Saved data entries:

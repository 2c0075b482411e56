//! Chat-completions client implementation

use async_trait::async_trait;
use reqwest::Client;
use serde::{Deserialize, Serialize};
use tokio::time::timeout;

use ragapi_core::{Error, GenerationConfig, GenerationResult, LLMProvider, Result};

use crate::config::OpenAiConfig;

/// Client for an OpenAI-compatible chat-completions endpoint
pub struct OpenAiClient {
    config: OpenAiConfig,
    client: Client,
    generation: GenerationConfig,
}

#[derive(Debug, Serialize, Deserialize)]
struct ChatMessage {
    role: String,
    content: String,
}

#[derive(Serialize)]
struct ChatRequest<'a> {
    model: &'a str,
    messages: Vec<ChatMessage>,
    temperature: f32,
}

#[derive(Deserialize)]
struct ChoiceMessage {
    content: Option<String>,
}

#[derive(Deserialize)]
struct Choice {
    message: ChoiceMessage,
}

#[derive(Deserialize)]
struct Usage {
    total_tokens: Option<u32>,
}

#[derive(Deserialize)]
struct ApiError {
    message: String,
}

#[derive(Deserialize)]
struct ChatResponse {
    #[serde(default)]
    choices: Vec<Choice>,
    usage: Option<Usage>,
    error: Option<ApiError>,
}

impl OpenAiClient {
    /// Create a new client from configuration
    pub fn new(config: OpenAiConfig) -> Result<Self> {
        let client = Client::builder()
            .build()
            .map_err(|e| Error::Network(e.to_string()))?;

        let generation = GenerationConfig {
            timeout: config.timeout(),
            ..GenerationConfig::new(config.model.clone())
        };

        Ok(Self {
            config,
            client,
            generation,
        })
    }

    /// Set the model to use for generation
    pub fn with_model(mut self, model_id: impl Into<String>) -> Self {
        self.generation.model_id = model_id.into();
        self
    }

    /// Generation settings applied to every request
    pub fn generation_config(&self) -> &GenerationConfig {
        &self.generation
    }

    /// Perform the actual chat-completions request
    async fn perform_generation(&self, prompt: &str) -> Result<GenerationResult> {
        let request_body = ChatRequest {
            model: &self.generation.model_id,
            messages: vec![ChatMessage {
                role: "user".to_string(),
                content: prompt.to_string(),
            }],
            temperature: self.generation.temperature,
        };

        let url = self.config.chat_completions_url();
        tracing::debug!(%url, model = %self.generation.model_id, prompt_len = prompt.len(), "sending chat completion");

        let response = self
            .client
            .post(&url)
            .bearer_auth(&self.config.api_key)
            .header("Accept", "application/json")
            .json(&request_body)
            .send()
            .await
            .map_err(|e| Error::Network(e.to_string()))?;

        let status = response.status();
        let response_text = response
            .text()
            .await
            .map_err(|e| Error::Network(e.to_string()))?;

        if !status.is_success() {
            return Err(Error::LLMProvider(format!(
                "chat completion request failed with status {}: {}",
                status, response_text
            )));
        }

        parse_completion(&response_text, &self.generation.model_id)
    }
}

/// Extract the first choice's text from a chat-completions response body
fn parse_completion(body: &str, model_id: &str) -> Result<GenerationResult> {
    let parsed: ChatResponse = serde_json::from_str(body).map_err(|e| {
        Error::Serialization(format!("unexpected chat completion response: {}", e))
    })?;

    if let Some(error) = parsed.error {
        return Err(Error::LLMProvider(error.message));
    }

    let choice = parsed.choices.into_iter().next().ok_or_else(|| {
        Error::LLMProvider(format!("chat completion returned no choices: {}", body))
    })?;

    Ok(GenerationResult {
        text: choice.message.content.unwrap_or_default(),
        model_id: model_id.to_string(),
        tokens_used: parsed.usage.and_then(|u| u.total_tokens),
    })
}

#[async_trait]
impl LLMProvider for OpenAiClient {
    async fn generate(&self, prompt: &str) -> Result<GenerationResult> {
        let generation_future = self.perform_generation(prompt);

        match self.generation.timeout {
            Some(limit) => match timeout(limit, generation_future).await {
                Ok(result) => result,
                Err(_) => Err(Error::Timeout(format!(
                    "chat completion did not finish within {}s",
                    limit.as_secs()
                ))),
            },
            None => generation_future.await,
        }
    }

    fn model_id(&self) -> &str {
        &self.generation.model_id
    }
}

Your instructions:
From the records above, reproduce exactly the lines from the one with "pub fn new(config: OpenAiConfig)" to the one with "use for generation", both included, and no others.

Solution to this problem:
    pub fn new(config: OpenAiConfig) -> Result<Self> {
        let client = Client::builder()
            .build()
            .map_err(|e| Error::Network(e.to_string()))?;

        let generation = GenerationConfig {
            timeout: config.timeout(),
            ..GenerationConfig::new(config.model.clone())
        };

        Ok(Self {
            config,
            client,
            generation,
        })
    }

    /// Set the model to use for generation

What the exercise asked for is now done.